//! The fetched page as seen by the extraction core.
//!
//! A [`RawDocument`] is built once by the fetch layer and borrowed read-only
//! by every extractor. The core never refetches, never inspects HTTP status,
//! and assumes login/CAPTCHA redirects were already screened out upstream.

use scraper::Html;
use url::Url;

/// One already-fetched product page: the raw text body plus the parsed DOM.
///
/// Immutable once constructed. Extraction over distinct documents can run in
/// parallel freely since nothing here is ever written after parse.
pub struct RawDocument {
    raw: String,
    dom: Html,
    origin: Option<Url>,
    blocked: bool,
}

impl RawDocument {
    /// Parse a page body. `origin` is used to absolutize root-relative asset
    /// URLs during image harvesting; pass `None` when unknown (root-relative
    /// candidates are then dropped rather than guessed).
    pub fn new(raw_html: impl Into<String>, origin: Option<Url>) -> Self {
        let raw = raw_html.into();
        let dom = Html::parse_document(&raw);
        Self {
            raw,
            dom,
            origin,
            blocked: false,
        }
    }

    /// Record the caller's blocked-page verdict. The core only carries this
    /// flag through; it never evaluates it itself.
    pub fn with_blocked_flag(mut self, blocked: bool) -> Self {
        self.blocked = blocked;
        self
    }

    pub fn raw(&self) -> &str {
        &self.raw
    }

    pub fn dom(&self) -> &Html {
        &self.dom
    }

    pub fn origin(&self) -> Option<&Url> {
        self.origin.as_ref()
    }

    pub fn looks_like_blocked_page(&self) -> bool {
        self.blocked
    }
}

/// Substring check against known blocking markers (login walls, CAPTCHA
/// interstitials). Helper for the fetch layer; the core does not call it.
pub fn page_has_blocking_marker(raw_html: &str, markers: &[String]) -> bool {
    markers.iter().any(|m| !m.is_empty() && raw_html.contains(m.as_str()))
}

#[cfg(test)]
mod tests {
    use super::*;

    #[test]
    fn test_blocking_marker_check() {
        let html = "<html><title>Please verify you are human</title></html>";
        let markers = vec!["verify you are human".to_string(), "login.taobao".to_string()];

        assert!(page_has_blocking_marker(html, &markers));
        assert!(!page_has_blocking_marker("<html>ok</html>", &markers));
        assert!(!page_has_blocking_marker(html, &[]));
    }

    #[test]
    fn test_blocked_flag_passthrough() {
        let doc = RawDocument::new("<html></html>", None).with_blocked_flag(true);
        assert!(doc.looks_like_blocked_page());

        let doc = RawDocument::new("<html></html>", None);
        assert!(!doc.looks_like_blocked_page());
    }
}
┄┄┄┄┄┄
Retype each line above, keeping every character.

//! The fetched page as seen by the extraction core.
//!
//! A [`RawDocument`] is built once by the fetch layer and borrowed read-only
//! by every extractor. The core never refetches, never inspects HTTP status,
//! and assumes login/CAPTCHA redirects were already screened out upstream.

use scraper::Html;
use url::Url;

/// One already-fetched product page: the raw text body plus the parsed DOM.
///
/// Immutable once constructed. Extraction over distinct documents can run in
/// parallel freely since nothing here is ever written after parse.
pub struct RawDocument {
    raw: String,
    dom: Html,
    origin: Option<Url>,
    blocked: bool,
}

impl RawDocument {
    /// Parse a page body. `origin` is used to absolutize root-relative asset
    /// URLs during image harvesting; pass `None` when unknown (root-relative
    /// candidates are then dropped rather than guessed).
    pub fn new(raw_html: impl Into<String>, origin: Option<Url>) -> Self {
        let raw = raw_html.into();
        let dom = Html::parse_document(&raw);
        Self {
            raw,
            dom,
            origin,
            blocked: false,
        }
    }

    /// Record the caller's blocked-page verdict. The core only carries this
    /// flag through; it never evaluates it itself.
    pub fn with_blocked_flag(mut self, blocked: bool) -> Self {
        self.blocked = blocked;
        self
    }

    pub fn raw(&self) -> &str {
        &self.raw
    }

    pub fn dom(&self) -> &Html {
        &self.dom
    }

    pub fn origin(&self) -> Option<&Url> {
        self.origin.as_ref()
    }

    pub fn looks_like_blocked_page(&self) -> bool {
        self.blocked
    }
}

/// Substring check against known blocking markers (login walls, CAPTCHA
/// interstitials). Helper for the fetch layer; the core does not call it.
pub fn page_has_blocking_marker(raw_html: &str, markers: &[String]) -> bool {
    markers.iter().any(|m| !m.is_empty() && raw_html.contains(m.as_str()))
}

#[cfg(test)]
mod tests {
    use super::*;

    #[test]
    fn test_blocking_marker_check() {
        let html = "<html><title>Please verify you are human</title></html>";
        let markers = vec!["verify you are human".to_string(), "login.taobao".to_string()];

        assert!(page_has_blocking_marker(html, &markers));
        assert!(!page_has_blocking_marker("<html>ok</html>", &markers));
        assert!(!page_has_blocking_marker(html, &[]));
    }

    #[test]
    fn test_blocked_flag_passthrough() {
        let doc = RawDocument::new("<html></html>", None).with_blocked_flag(true);
        assert!(doc.looks_like_blocked_page());

        let doc = RawDocument::new("<html></html>", None);
        assert!(!doc.looks_like_blocked_page());
    }
}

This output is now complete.